Le projet de Tour Occitanie a été passé au crible par la justice à Toulouse, ce vendredi. Le rapporteur public du tribunal administratif s’est prononcé en faveur du rejet du recours. Des requêtes déposées notamment par des associations, France nature environnement (FNE) ou Droit au logement (DAL) ou "NON au Gratte-Ciel de Toulouse". Elles attaquent le permis de construire du bâtiment de 150 mètres prévu près de la gare Matabiau. Dans l’immense majorité des cas, le rapporteur public est suivi par les juges administratifs.

 

L’audience a duré une bonne partie de la matinée. Le rapporteur public a d’abord indiqué que les associations "étaient dépourvues d’intérêt à agir" contrairement aux deux riverains requérants. Il s’est attaché ensuite à démonter un à un les arguments des requérants, pointant leur "entêtement" alors que "les ressources et matériels utilisés" pour construire la Tour "correspondent aux prescriptions du code de l’environnement" ; justifications insuffisantes aussi sur le prétendu "flux supplémentaire de voitures" engendré par la Tour Occitanie et sa supposée "incidence sur le climat". "Bizarrement les requérants font valoir que les plantations destinées à éviter le phénomène d’îlot de chaleur" "n’offrent pas de résistance suffisante au vent" taclait le RP. Il balayait aussi le risque de catastrophe majeure relevé, en cas de rupture de barrages en amont de Toulouse.
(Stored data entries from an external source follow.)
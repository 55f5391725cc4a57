//! Redis-backed volatile store.

use super::store::{CacheLookup, StoreStats, VolatileStore};
use async_trait::async_trait;
use deadpool_redis::redis::{self, AsyncCommands, RedisError, RedisResult};
use deadpool_redis::{Config, Connection, Pool, PoolConfig, Runtime};
use haven_config::RedisConfig;
use parking_lot::{Mutex, RwLock};
use shaku::Component;
use std::future::Future;
use std::sync::atomic::{AtomicBool, AtomicU32, Ordering};
use std::time::{Duration, Instant};
use tracing::{debug, info, warn};

const MIN_RETRY_DELAY: Duration = Duration::from_millis(100);
const MAX_RETRY_DELAY: Duration = Duration::from_secs(30);

/// Connection readiness as reported by the transport.
///
/// While down, operations are skipped until a retry deadline that doubles
/// after each consecutive failure.
#[derive(Debug, Default)]
pub struct Liveness {
    available: AtomicBool,
    failures: AtomicU32,
    retry_at: Mutex<Option<Instant>>,
}

impl Liveness {
    #[must_use]
    pub fn is_available(&self) -> bool {
        self.available.load(Ordering::Acquire)
    }

    /// Whether an operation may reach the store now.
    fn may_attempt(&self) -> bool {
        self.is_available() || self.retry_at.lock().map_or(true, |at| Instant::now() >= at)
    }

    fn mark_up(&self) {
        self.failures.store(0, Ordering::Release);
        *self.retry_at.lock() = None;
        if !self.available.swap(true, Ordering::AcqRel) {
            info!("Cache store connection is ready");
        }
    }

    fn mark_down(&self, reason: &str) {
        let failures = self.failures.fetch_add(1, Ordering::AcqRel).saturating_add(1);
        let delay = MIN_RETRY_DELAY
            .saturating_mul(1 << failures.min(16).saturating_sub(1))
            .min(MAX_RETRY_DELAY);
        *self.retry_at.lock() = Some(Instant::now() + delay);

        if self.available.swap(false, Ordering::AcqRel) {
            warn!(reason, "Cache store connection lost");
        } else {
            debug!(reason, retry_in_ms = delay.as_millis() as u64, "Cache store still unreachable");
        }
    }

    fn reset(&self) {
        self.available.store(false, Ordering::Release);
        self.failures.store(0, Ordering::Release);
        *self.retry_at.lock() = None;
    }
}

/// Redis store over a `deadpool-redis` pool.
///
/// The pool is created on first use; creating it performs no I/O.
#[derive(Component)]
#[shaku(interface = VolatileStore)]
pub struct RedisStore {
    config: RedisConfig,
    pool: RwLock<Option<Pool>>,
    liveness: Liveness,
    closed: AtomicBool,
}

impl RedisStore {
    #[must_use]
    pub fn new(config: RedisConfig) -> Self {
        Self {
            config,
            pool: RwLock::new(None),
            liveness: Liveness::default(),
            closed: AtomicBool::new(false),
        }
    }

    /// Component parameters for a not-yet-opened store.
    #[must_use]
    pub fn parameters(config: RedisConfig) -> RedisStoreParameters {
        RedisStoreParameters {
            config,
            pool: RwLock::new(None),
            liveness: Liveness::default(),
            closed: AtomicBool::new(false),
        }
    }

    fn pool(&self) -> Option<Pool> {
        if !self.config.enabled || self.closed.load(Ordering::Acquire) {
            return None;
        }
        if let Some(pool) = self.pool.read().as_ref() {
            return Some(pool.clone());
        }

        let mut slot = self.pool.write();
        if slot.is_none() {
            let mut pool_config = PoolConfig::new(self.config.pool_size as usize);
            pool_config.timeouts.wait = Some(self.config.connect_timeout());
            pool_config.timeouts.create = Some(self.config.connect_timeout());
            pool_config.timeouts.recycle = Some(self.config.op_timeout());

            let mut config = Config::from_url(&self.config.url);
            config.pool = Some(pool_config);

            match config.create_pool(Some(Runtime::Tokio1)) {
                Ok(pool) => *slot = Some(pool),
                Err(e) => {
                    warn!(error = %e, "Failed to create Redis pool");
                    return None;
                }
            }
        }
        slot.clone()
    }

    async fn connection(&self) -> Option<Connection> {
        if !self.liveness.may_attempt() {
            return None;
        }
        let pool = self.pool()?;
        match pool.get().await {
            Ok(conn) => Some(conn),
            Err(e) => {
                self.liveness.mark_down(&e.to_string());
                None
            }
        }
    }

    /// Runs one store round trip bounded by the operation timeout.
    async fn run<T, F>(&self, command: &'static str, key: &str, fut: F) -> Option<T>
    where
        T: Send,
        F: Future<Output = RedisResult<T>> + Send,
    {
        match tokio::time::timeout(self.config.op_timeout(), fut).await {
            Ok(Ok(value)) => {
                self.liveness.mark_up();
                Some(value)
            }
            Ok(Err(e)) => {
                if is_connection_error(&e) {
                    self.liveness.mark_down(&e.to_string());
                }
                warn!(command, key, error = %e, "Cache store command failed");
                None
            }
            Err(_) => {
                warn!(command, key, timeout_ms = self.config.op_timeout_ms, "Cache store command timed out");
                None
            }
        }
    }
}

fn is_connection_error(e: &RedisError) -> bool {
    e.is_io_error() || e.is_connection_refusal() || e.is_connection_dropped()
}

#[async_trait]
impl VolatileStore for RedisStore {
    async fn open(&self) -> bool {
        if !self.config.enabled {
            info!("Redis cache disabled; running without a cache store");
            return false;
        }
        self.closed.store(false, Ordering::Release);
        self.liveness.reset();

        let ready = self.ping().await;
        if ready {
            info!(pool_size = self.config.pool_size, "Connected to Redis cache store");
        } else {
            warn!("Redis cache store unreachable at startup; continuing without cache");
        }
        ready
    }

    async fn close(&self) {
        self.closed.store(true, Ordering::Release);
        if let Some(pool) = self.pool.write().take() {
            pool.close();
        }
        self.liveness.reset();
        info!("Redis cache store closed");
    }

    fn is_available(&self) -> bool {
        self.liveness.is_available()
    }

    async fn get(&self, key: &str) -> CacheLookup<Vec<u8>> {
        let Some(mut conn) = self.connection().await else {
            return CacheLookup::Unavailable;
        };
        match self.run("GET", key, conn.get::<_, Option<Vec<u8>>>(key)).await {
            Some(Some(bytes)) => CacheLookup::Hit(bytes),
            Some(None) => CacheLookup::Miss,
            None => CacheLookup::Unavailable,
        }
    }

    async fn set_with_expiry(&self, key: &str, value: &[u8], ttl: Duration) -> bool {
        let Some(mut conn) = self.connection().await else {
            return false;
        };
        let seconds = ttl.as_secs().max(1);
        self.run("SETEX", key, conn.set_ex::<_, _, ()>(key, value, seconds))
            .await
            .is_some()
    }

    async fn delete(&self, key: &str) -> bool {
        let Some(mut conn) = self.connection().await else {
            return false;
        };
        self.run("DEL", key, conn.del::<_, i64>(key)).await.is_some()
    }

    async fn delete_by_pattern(&self, pattern: &str) -> Option<u64> {
        let mut conn = self.connection().await?;

        let keys: Vec<String> = self
            .run("KEYS", pattern, redis::cmd("KEYS").arg(pattern).query_async(&mut conn))
            .await?;
        if keys.is_empty() {
            return Some(0);
        }

        let deleted: i64 = self.run("DEL", pattern, conn.del(&keys)).await?;
        debug!(pattern, deleted, "Deleted keys by pattern");
        Some(u64::try_from(deleted).unwrap_or_default())
    }

    async fn ping(&self) -> bool {
        let Some(mut conn) = self.connection().await else {
            return false;
        };
        let reply: Option<String> = self
            .run("PING", "", redis::cmd("PING").query_async(&mut conn))
            .await;
        reply.is_some_and(|pong| pong.eq_ignore_ascii_case("PONG"))
    }

    async fn stats(&self) -> Option<StoreStats> {
        let mut conn = self.connection().await?;
        let info: String = self
            .run("INFO", "", redis::cmd("INFO").query_async(&mut conn))
            .await?;
        let total_keys: u64 = self
            .run("DBSIZE", "", redis::cmd("DBSIZE").query_async(&mut conn))
            .await?;
        Some(StoreStats::from_info(&info, total_keys))
    }

    async fn flush_all(&self) -> bool {
        let Some(mut conn) = self.connection().await else {
            return false;
        };
        let reply: Option<()> = self
            .run("FLUSHALL", "", redis::cmd("FLUSHALL").query_async(&mut conn))
            .await;
        let flushed = reply.is_some();
        if flushed {
            info!("Flushed every key from the cache store");
        }
        flushed
    }
}

impl std::fmt::Debug for RedisStore {
    fn fmt(&self, f: &mut std::fmt::Formatter<'_>) -> std::fmt::Result {
        f.debug_struct("RedisStore")
            .field("enabled", &self.config.enabled)
            .field("available", &self.liveness.is_available())
            .finish_non_exhaustive()
    }
}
Et sur "ses dimensions qui détonneraient" et porteraient atteinte à la gare Matabiau et au Canal du midi, le rapporteur public ne partageant pas cette analyse, précisait  "qu’il n’y a aucune homogénéité architecturale dans le secteur."

 

Les réactions

Me Arnaud Izembard représentant la Ville de Toulouse allait dans le même sens, "on fait de la densification pour éviter de consommer des espaces agricoles et pour France Nature Environnement ça ne va toujours pas". Eric Paillot, vice-président de la Compagnie de Phalsbourg le promoteur de la Tour Occitanie réagissait "je suis admiratif du travail qui a été fait par les juges [...] s'il y avait appel on serait contraint d'attendre [...] c'est un projet auquel on croit beaucoup et qu'on a constitué avec des équipes de grande qualité, nous attaquer en imaginant qu'on prône la médiocrité me surprend, on ne va pas chercher des architectes internationaux pour livrer un produit médiocre".  

 

Me Alice Terrasse, avocat des requérants, "il y a de la déception dans la mesure où nos arguments n'ont pas été entendu" alors que "nous avons fait la parfaite démonstration que cette Tour Occitanie n'est pas prête, on ne connait pas ses impacts réels sur l'environnement" ; "il y a matière à se poser la question et le tribunal administratif et je lui fais confiance, devra nécessairement annuler ce permis". Richard Mébaoudj de "NON au Gratte-Ciel de Toulouse" trouvait "scandaleux que le rapporteur public récuse l'intérêt à agir des associations pro-environnement", "nous sommes déçus du RP mais faisons confiance à la décision du tribunal et on se réserve le droit d'aller au Conseil d'Etat si nous sommes déboutés". La décision du tribunal interviendra dans les prochains jours.